WORK TASK: Determine how many lines of the entries contain "rrggbb". Reply with that number alone.

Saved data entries
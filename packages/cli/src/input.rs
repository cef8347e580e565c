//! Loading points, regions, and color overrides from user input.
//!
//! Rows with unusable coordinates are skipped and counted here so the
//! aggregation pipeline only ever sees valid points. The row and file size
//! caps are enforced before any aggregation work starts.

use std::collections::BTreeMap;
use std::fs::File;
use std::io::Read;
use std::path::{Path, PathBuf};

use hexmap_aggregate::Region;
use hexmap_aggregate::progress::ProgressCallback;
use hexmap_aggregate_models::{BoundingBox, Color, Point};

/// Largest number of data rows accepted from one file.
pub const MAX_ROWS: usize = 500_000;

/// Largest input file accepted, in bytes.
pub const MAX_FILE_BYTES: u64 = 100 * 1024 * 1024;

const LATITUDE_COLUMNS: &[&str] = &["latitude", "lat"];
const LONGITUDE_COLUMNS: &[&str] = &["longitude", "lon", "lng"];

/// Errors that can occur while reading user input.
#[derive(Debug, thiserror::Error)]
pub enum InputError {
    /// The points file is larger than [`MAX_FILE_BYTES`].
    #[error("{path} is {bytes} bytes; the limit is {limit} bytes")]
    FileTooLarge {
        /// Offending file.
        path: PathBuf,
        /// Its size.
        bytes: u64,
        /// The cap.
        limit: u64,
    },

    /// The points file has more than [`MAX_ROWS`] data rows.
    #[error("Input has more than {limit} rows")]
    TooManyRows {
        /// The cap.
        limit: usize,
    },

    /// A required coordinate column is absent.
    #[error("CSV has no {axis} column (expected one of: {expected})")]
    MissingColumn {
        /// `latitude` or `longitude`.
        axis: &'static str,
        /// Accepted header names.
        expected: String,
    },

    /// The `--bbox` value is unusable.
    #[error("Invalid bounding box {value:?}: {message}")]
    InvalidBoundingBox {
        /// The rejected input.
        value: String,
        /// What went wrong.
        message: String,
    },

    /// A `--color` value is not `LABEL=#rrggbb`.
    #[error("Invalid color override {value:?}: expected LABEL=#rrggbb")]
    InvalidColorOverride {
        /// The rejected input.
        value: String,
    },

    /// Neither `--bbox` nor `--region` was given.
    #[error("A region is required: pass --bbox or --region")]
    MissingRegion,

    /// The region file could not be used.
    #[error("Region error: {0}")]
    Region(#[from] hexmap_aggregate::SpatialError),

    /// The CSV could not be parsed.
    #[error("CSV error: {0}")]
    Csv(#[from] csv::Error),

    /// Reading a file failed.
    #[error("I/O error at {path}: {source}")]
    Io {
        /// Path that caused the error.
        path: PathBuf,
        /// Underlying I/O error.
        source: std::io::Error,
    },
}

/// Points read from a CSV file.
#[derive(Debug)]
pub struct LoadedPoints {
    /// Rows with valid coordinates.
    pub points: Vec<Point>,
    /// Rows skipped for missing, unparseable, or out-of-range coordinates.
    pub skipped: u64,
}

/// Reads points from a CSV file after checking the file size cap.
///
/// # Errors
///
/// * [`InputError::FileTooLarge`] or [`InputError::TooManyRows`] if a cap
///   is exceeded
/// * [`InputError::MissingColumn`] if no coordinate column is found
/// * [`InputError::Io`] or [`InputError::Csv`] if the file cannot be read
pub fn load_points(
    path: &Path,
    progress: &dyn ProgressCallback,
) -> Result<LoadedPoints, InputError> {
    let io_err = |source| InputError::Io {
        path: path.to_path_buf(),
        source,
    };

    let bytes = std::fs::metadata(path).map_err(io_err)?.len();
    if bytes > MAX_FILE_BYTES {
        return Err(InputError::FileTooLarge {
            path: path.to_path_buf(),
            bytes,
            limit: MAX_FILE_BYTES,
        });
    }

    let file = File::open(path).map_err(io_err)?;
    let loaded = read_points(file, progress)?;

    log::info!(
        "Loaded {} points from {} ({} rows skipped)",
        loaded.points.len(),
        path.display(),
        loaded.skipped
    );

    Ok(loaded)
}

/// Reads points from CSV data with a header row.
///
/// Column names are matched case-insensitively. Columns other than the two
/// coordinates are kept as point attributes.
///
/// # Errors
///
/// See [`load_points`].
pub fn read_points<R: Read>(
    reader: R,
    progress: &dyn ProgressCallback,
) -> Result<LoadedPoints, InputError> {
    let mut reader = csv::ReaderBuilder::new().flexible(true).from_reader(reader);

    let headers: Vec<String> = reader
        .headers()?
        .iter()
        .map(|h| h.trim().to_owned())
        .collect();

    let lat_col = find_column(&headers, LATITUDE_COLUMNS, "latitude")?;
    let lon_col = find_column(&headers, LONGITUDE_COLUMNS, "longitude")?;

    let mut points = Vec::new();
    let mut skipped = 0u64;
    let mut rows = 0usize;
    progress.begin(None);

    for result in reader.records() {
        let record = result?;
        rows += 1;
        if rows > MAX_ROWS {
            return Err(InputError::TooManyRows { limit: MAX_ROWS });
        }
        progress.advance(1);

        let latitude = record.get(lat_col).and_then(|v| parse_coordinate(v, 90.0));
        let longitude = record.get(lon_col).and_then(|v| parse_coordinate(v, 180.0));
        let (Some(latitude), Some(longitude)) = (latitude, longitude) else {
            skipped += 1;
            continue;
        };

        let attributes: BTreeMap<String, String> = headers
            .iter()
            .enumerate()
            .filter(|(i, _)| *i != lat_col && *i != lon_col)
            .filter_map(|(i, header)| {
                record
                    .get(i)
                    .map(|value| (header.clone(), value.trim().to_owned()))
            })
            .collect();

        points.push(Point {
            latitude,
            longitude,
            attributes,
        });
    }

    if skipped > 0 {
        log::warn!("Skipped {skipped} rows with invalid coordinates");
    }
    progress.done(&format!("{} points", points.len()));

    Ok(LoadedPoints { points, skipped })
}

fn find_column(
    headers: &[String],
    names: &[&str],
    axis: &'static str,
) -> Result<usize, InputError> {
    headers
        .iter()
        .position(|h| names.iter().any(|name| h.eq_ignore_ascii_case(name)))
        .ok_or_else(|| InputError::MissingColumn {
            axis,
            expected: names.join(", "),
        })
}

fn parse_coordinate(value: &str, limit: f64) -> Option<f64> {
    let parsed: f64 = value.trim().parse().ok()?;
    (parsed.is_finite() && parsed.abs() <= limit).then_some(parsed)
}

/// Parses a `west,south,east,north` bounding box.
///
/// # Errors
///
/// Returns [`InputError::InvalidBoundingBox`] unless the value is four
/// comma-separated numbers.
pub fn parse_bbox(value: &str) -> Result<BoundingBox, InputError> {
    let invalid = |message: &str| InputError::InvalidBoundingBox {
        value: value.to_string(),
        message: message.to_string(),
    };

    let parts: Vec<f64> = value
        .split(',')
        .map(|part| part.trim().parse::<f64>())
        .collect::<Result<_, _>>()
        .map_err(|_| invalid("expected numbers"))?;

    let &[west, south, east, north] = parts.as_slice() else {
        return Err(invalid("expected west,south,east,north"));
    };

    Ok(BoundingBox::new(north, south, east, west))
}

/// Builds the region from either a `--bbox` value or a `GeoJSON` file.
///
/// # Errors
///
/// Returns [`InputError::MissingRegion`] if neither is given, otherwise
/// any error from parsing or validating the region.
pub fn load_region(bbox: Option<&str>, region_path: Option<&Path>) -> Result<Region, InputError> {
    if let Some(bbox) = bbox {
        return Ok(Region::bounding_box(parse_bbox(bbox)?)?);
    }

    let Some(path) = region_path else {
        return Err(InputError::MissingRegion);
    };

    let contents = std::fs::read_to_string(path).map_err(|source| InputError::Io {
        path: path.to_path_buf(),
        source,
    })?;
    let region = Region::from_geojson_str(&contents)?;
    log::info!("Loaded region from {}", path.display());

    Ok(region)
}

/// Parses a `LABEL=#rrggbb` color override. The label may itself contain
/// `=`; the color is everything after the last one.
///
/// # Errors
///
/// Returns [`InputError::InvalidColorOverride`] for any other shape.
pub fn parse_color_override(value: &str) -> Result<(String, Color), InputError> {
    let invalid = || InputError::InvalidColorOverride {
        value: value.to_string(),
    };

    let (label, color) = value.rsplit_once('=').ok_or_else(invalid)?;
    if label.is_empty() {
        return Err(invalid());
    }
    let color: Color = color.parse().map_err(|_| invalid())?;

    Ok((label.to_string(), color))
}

EXERCISE RESPONSE: 3